Port Edward tax agreement

11   (1) In this section:

"class 4 property" means land, or land and improvements, classified as class 4 property under the Assessment Act;

"inspector" means the inspector of municipalities appointed under the Local Government Act;

"LNG" means liquefied natural gas;

"LNG activities" means the following activities:

(a) the construction of an LNG facility;

(b) activities that are undertaken at an LNG facility, including

(i) the acquisition, processing, storage and disposal of natural gas, and

(ii) the production of LNG;

"LNG facility" means a facility that processes natural gas and produces LNG;

"municipality" means the District of Port Edward;

"PNW" means Pacific NorthWest LNG Limited Partnership or its general partner Pacific NorthWest LNG Ltd. and their successors and assignees;

"PNW properties" means the following properties:

(a) the property with the following legal description: Parcel Identifier: 017-006-813 - District Lot 501 Range 5 Coast District;

(b) a property

(i) that is a class 4 property,

(ii) that is located within the boundaries of the municipality,

(iii) that is used primarily for LNG activities, and

(iv) to which one of the following applies:

(A) the property is owned by PNW;

(B) the property is owned by PNW and leased to a third party;

(C) the property is leased by PNW;

(D) the property is leased by PNW and PNW has assigned the lease to a third party.

(2) The municipality may enter into an agreement with PNW for a term of up to 25 years that does one or both of the following:

(a) sets or establishes an amount to be used to determine the tax rate to be applied to the PNW properties for each year;

(b) establishes a formula to determine an amount to be used to determine the tax rate to be applied to the PNW properties for each year.
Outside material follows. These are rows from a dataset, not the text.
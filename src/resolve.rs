//! Import resolution: maps package aliases to directories on disk and loads
//! the declarations found there.

use std::collections::HashMap;
use std::path::{Path, PathBuf};
use std::rc::Rc;

use walkdir::WalkDir;

use crate::errors::MappingError;
use crate::model::{DeclarationSet, TypeRef};
use crate::parse::{self, RawImport};

/// Alias to directory table for one source file.
///
/// Built once per file. Imports whose path does not name a directory near
/// the source file are discarded; fields typed through them later degrade to
/// leaves instead of failing.
#[derive(Debug, Default)]
pub struct ImportTable {
    entries: HashMap<String, PathBuf>,
}

impl ImportTable {
    pub fn build(raw: &[RawImport], source_path: &Path) -> Self {
        let mut entries = HashMap::new();
        let start = source_path.parent().unwrap_or_else(|| Path::new("."));

        for import in raw {
            let relative: PathBuf = import.segments.iter().collect();
            let mut resolved = None;
            for base in start.ancestors() {
                let candidate = base.join(&relative);
                if candidate.is_dir() {
                    resolved = Some(candidate);
                    break;
                }
            }

            match resolved {
                Some(dir) => {
                    entries.insert(import.alias.clone(), dir);
                }
                None => {
                    log::debug!(
                        "import `{}` does not resolve to a directory near {}",
                        import.alias,
                        source_path.display()
                    );
                }
            }
        }

        Self { entries }
    }

    pub fn lookup(&self, alias: &str) -> Option<&Path> {
        self.entries.get(alias).map(PathBuf::as_path)
    }

    pub fn len(&self) -> usize {
        self.entries.len()
    }

    pub fn is_empty(&self) -> bool {
        self.entries.is_empty()
    }
}

/// Resolves type references to declarations, loading imported package
/// directories on demand.
pub struct Resolver {
    imports: ImportTable,
    dir_cache: HashMap<PathBuf, Rc<DeclarationSet>>,
}

impl Resolver {
    pub fn new(imports: ImportTable) -> Self {
        Self {
            imports,
            dir_cache: HashMap::new(),
        }
    }

    /// Find the declaration a type reference points at, along with the set
    /// it lives in. `Ok(None)` means the type is not structured here and the
    /// caller should emit a leaf.
    pub fn resolve(
        &mut self,
        ty: &TypeRef,
        current: &Rc<DeclarationSet>,
    ) -> Result<Option<(Rc<crate::model::Declaration>, Rc<DeclarationSet>)>, MappingError> {
        match ty {
            TypeRef::Named(name) => Ok(current.get(name).map(|decl| (decl, current.clone()))),
            TypeRef::Qualified { alias, name } => {
                let dir = match self.imports.lookup(alias) {
                    Some(dir) => dir.to_path_buf(),
                    None => return Ok(None),
                };
                let set = self.parse_directory(&dir)?;
                Ok(set.get(name).map(|decl| (decl, set)))
            }
            TypeRef::Array(elem) => self.resolve(elem, current),
        }
    }

    /// Parse every source file directly inside a package directory, merging
    /// the declarations into one cached set.
    fn parse_directory(&mut self, dir: &Path) -> Result<Rc<DeclarationSet>, MappingError> {
        if let Some(cached) = self.dir_cache.get(dir) {
            return Ok(cached.clone());
        }

        let mut files: Vec<PathBuf> = WalkDir::new(dir)
            .max_depth(1)
            .into_iter()
            .filter_map(|entry| entry.ok())
            .filter(|entry| entry.file_type().is_file())
            .map(|entry| entry.into_path())
            .filter(|path| path.extension().map(|ext| ext == "rs").unwrap_or(false))
            .collect();
        files.sort();

        let mut merged = DeclarationSet::new(dir.to_path_buf());
        for file in &files {
            let parsed = parse::parse_source(file)?;
            merged.extend(parsed.decls);
        }

        log::debug!(
            "loaded {} declaration(s) from {}",
            merged.len(),
            dir.display()
        );

        let set = Rc::new(merged);
        self.dir_cache.insert(dir.to_path_buf(), set.clone());
        Ok(set)
    }
}
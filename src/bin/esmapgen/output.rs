use anyhow::Result;
use clap::ValueEnum;
use colored::Colorize;
use comfy_table::{Attribute, Cell, Color as TableColor, Table};
use serde::Serialize;

use crate::theme::{ICONS, THEME};

/// Output format options for CLI commands
#[derive(Clone, Debug, ValueEnum, Default, PartialEq)]
pub enum OutputFormat {
    /// Formatted table output (default)
    #[default]
    Table,
    /// JSON output for scripting
    Json,
    /// Compact single-line output
    Compact,
}

/// Global CLI options that affect output and behavior
#[derive(Clone, Debug, Default)]
pub struct GlobalOptions {
    pub output_format: OutputFormat,
    pub quiet: bool,
    pub verbose: bool,
    pub no_color: bool,
}

/// Trait for data that can be displayed as a table
pub trait TableDisplay {
    fn to_table(&self, options: &GlobalOptions) -> Table;
    fn to_compact(&self) -> String;
}

/// Output manager handles formatting and display
pub struct OutputManager {
    pub options: GlobalOptions,
}

impl OutputManager {
    pub fn new(options: GlobalOptions) -> Self {
        Self { options }
    }

    /// Display data according to the configured output format
    pub fn display<T>(&self, data: &T) -> Result<()>
    where
        T: Serialize + TableDisplay,
    {
        if self.options.quiet {
            return Ok(());
        }

        match self.options.output_format {
            OutputFormat::Json => {
                let json = serde_json::to_string_pretty(data)?;
                println!("{json}");
            }
            OutputFormat::Table => {
                let table = data.to_table(&self.options);
                println!("{table}");
            }
            OutputFormat::Compact => {
                println!("{}", data.to_compact());
            }
        }
        Ok(())
    }

    /// Display a success message with color and icon
    pub fn success(&self, message: &str) {
        if !self.options.quiet {
            let output = if self.options.no_color {
                format!("{} {message}", ICONS.success)
            } else {
                format!(
                    "{} {}",
                    ICONS.success.color(THEME.success),
                    message.color(THEME.success)
                )
            };
            println!("{output}");
        }
    }

    /// Display an error message with color and icon
    pub fn error(&self, message: &str) {
        let output = if self.options.no_color {
            format!("{} {message}", ICONS.error)
        } else {
            format!(
                "{} {}",
                ICONS.error.color(THEME.error),
                message.color(THEME.error)
            )
        };
        eprintln!("{output}");
    }

    /// Display a warning message
    pub fn warning(&self, message: &str) {
        if !self.options.quiet {
            let output = if self.options.no_color {
                format!("{} {message}", ICONS.warning)
            } else {
                format!(
                    "{} {}",
                    ICONS.warning.color(THEME.warning),
                    message.color(THEME.warning)
                )
            };
            println!("{output}");
        }
    }

    /// Display verbose information (only if verbose mode is enabled)
    pub fn verbose(&self, message: &str) {
        if self.options.verbose && !self.options.quiet {
            let output = if self.options.no_color {
                format!("{} {message}", ICONS.arrow)
            } else {
                format!(
                    "{} {}",
                    ICONS.arrow.color(THEME.muted),
                    message.color(THEME.muted)
                )
            };
            eprintln!("{output}");
        }
    }

    /// Display info message with color and icon
    pub fn info(&self, message: &str) {
        if !self.options.quiet {
            let output = if self.options.no_color {
                format!("{} {message}", ICONS.info)
            } else {
                format!(
                    "{} {}",
                    ICONS.info.color(THEME.info),
                    message.color(THEME.info)
                )
            };
            println!("{output}");
        }
    }

    /// Display a heading
    pub fn heading(&self, text: &str) {
        if !self.options.quiet {
            let output = if self.options.no_color {
                format!("\n{text}\n{}", "=".repeat(text.len()))
            } else {
                format!("\n{}", text.color(THEME.primary).bold())
            };
            println!("{output}");
        }
    }

    /// Create a themed table
    pub fn create_table(&self) -> Table {
        let mut table = Table::new();

        if !self.options.no_color {
            table.load_preset(comfy_table::presets::UTF8_FULL_CONDENSED);
        } else {
            table.load_preset(comfy_table::presets::ASCII_FULL);
        }

        table
    }

    /// Add themed header to table
    pub fn add_table_header(&self, table: &mut Table, headers: Vec<&str>) {
        let header_cells: Vec<Cell> = if self.options.no_color {
            headers
                .iter()
                .map(|h| Cell::new(h).add_attribute(Attribute::Bold))
                .collect()
        } else {
            headers
                .iter()
                .map(|h| {
                    Cell::new(h)
                        .add_attribute(Attribute::Bold)
                        .fg(TableColor::Cyan)
                })
                .collect()
        };
        table.set_header(header_cells);
    }
}
//! Initial recipe data.
//!
//! The seed is a single JSON file holding an array of recipes. It is read once at startup and
//! never written back.

use crate::model::Recipe;
use crate::{RecipeError, RecipeResult};
use std::fs;
use std::path::Path;

/// Reads the recipes stored in the seed file at `path`.
///
/// # Errors
///
/// Returns [`RecipeError::SeedRead`] if the file cannot be read and
/// [`RecipeError::SeedDeserialization`] if it is not a JSON array of recipes.
pub fn load_seed(path: &Path) -> RecipeResult<Vec<Recipe>> {
    let contents = fs::read_to_string(path).map_err(RecipeError::SeedRead)?;
    serde_json::from_str(&contents).map_err(RecipeError::SeedDeserialization)
}

/// Like [`load_seed`], but any failure yields an empty collection.
///
/// Failures are logged and never surface to the caller.
pub fn load_seed_or_empty(path: &Path) -> Vec<Recipe> {
    match load_seed(path) {
        Ok(recipes) => {
            tracing::info!("loaded {} recipes from {}", recipes.len(), path.display());
            recipes
        }
        Err(e) => {
            tracing::warn!("starting with no recipes ({}): {}", path.display(), e);
            Vec::new()
        }
    }
}

#[cfg(test)]
mod tests {
    use super::*;
    use std::io::Write;
    use tempfile::NamedTempFile;

    fn seed_file(contents: &str) -> NamedTempFile {
        let mut file = NamedTempFile::new().expect("Failed to create temp file");
        file.write_all(contents.as_bytes())
            .expect("Failed to write seed file");
        file
    }

    #[test]
    fn test_load_seed_reads_recipes_in_order() {
        let file = seed_file(
            r#"[
                {"id": "a", "name": "Pizza", "tags": ["italian"], "ingredients": [], "instructions": [], "publishedAt": "2021-01-17T19:28:52.803062+01:00"},
                {"id": "b", "name": "Tacos", "tags": ["mexican"], "ingredients": [], "instructions": [], "publishedAt": "2021-01-17T19:28:52Z"}
            ]"#,
        );

        let recipes = load_seed(file.path()).expect("seed should load");
        let ids: Vec<&str> = recipes.iter().map(|r| r.id.as_str()).collect();
        assert_eq!(ids, vec!["a", "b"]);
        assert_eq!(recipes[1].name, "Tacos");
    }

    #[test]
    fn test_load_seed_accepts_null_fields() {
        let file = seed_file(
            r#"[
                {"id": "a", "name": "Pizza", "tags": ["italian"], "ingredients": [], "instructions": [], "publishedAt": "2021-01-17T19:28:52Z"},
                {"id": "b", "name": "Plain", "tags": null, "ingredients": null, "instructions": null, "publishedAt": "2021-01-17T19:28:52Z"}
            ]"#,
        );

        let recipes = load_seed_or_empty(file.path());
        assert_eq!(recipes.len(), 2);
        assert!(recipes[1].tags.is_empty());
        assert!(recipes[1].ingredients.is_empty());
    }

    #[test]
    fn test_load_seed_reports_missing_file() {
        let dir = tempfile::tempdir().expect("Failed to create temp dir");
        let err = load_seed(&dir.path().join("recipes.json")).expect_err("should fail");
        assert!(matches!(err, RecipeError::SeedRead(_)));
    }

    #[test]
    fn test_load_seed_reports_malformed_file() {
        let file = seed_file("{ not json");
        let err = load_seed(file.path()).expect_err("should fail");
        assert!(matches!(err, RecipeError::SeedDeserialization(_)));
    }

    #[test]
    fn test_load_seed_or_empty_swallows_errors() {
        let dir = tempfile::tempdir().expect("Failed to create temp dir");
        assert!(load_seed_or_empty(&dir.path().join("missing.json")).is_empty());

        let file = seed_file(r#"{"id": "not-an-array"}"#);
        assert!(load_seed_or_empty(file.path()).is_empty());
    }
}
(3) If the municipality and PNW enter into an agreement under subsection (2), the municipality

(a) must provide the inspector with a copy of

(i) the agreement within 30 days of the execution of the agreement, and

(ii) any amendment, extension or renewal of the agreement within 30 days of the execution of the amendment, extension or renewal,

(b) must establish by bylaw under section 197 (1) [annual property tax bylaw] of the Community Charter a tax rate that is based on the amount set or established in accordance with the terms of the agreement, and

(c) despite section 197 (3) and (4) of the Community Charter, may establish by bylaw under section 197 (1) of the Community Charter tax rates for the PNW properties different from tax rates of other class 4 property within the municipality.

(4) If the municipality and PNW enter into an agreement under subsection (2),

(a) section 25 (1) (a) [general prohibition against assistance to business and exceptions] of the Community Charter does not apply in respect of the terms of the agreement,

(b) a regulation made under section 199 [property tax rates regulations] of the Community Charter does not apply in respect of the PNW properties,

(c) the PNW properties cannot be designated as designated port land under section 20.3 [special valuation rules for designated port land] of the Assessment Act while the agreement is in effect, and

(d) the Ports Property Tax Act does not apply in respect of the PNW properties while the agreement is in effect.

(5) The municipality may exercise the power under subsection (2), and must comply with subsections (3) and (4), even if the effect is to limit or eliminate the legislative powers of the municipality's council in relation to the imposition of taxes.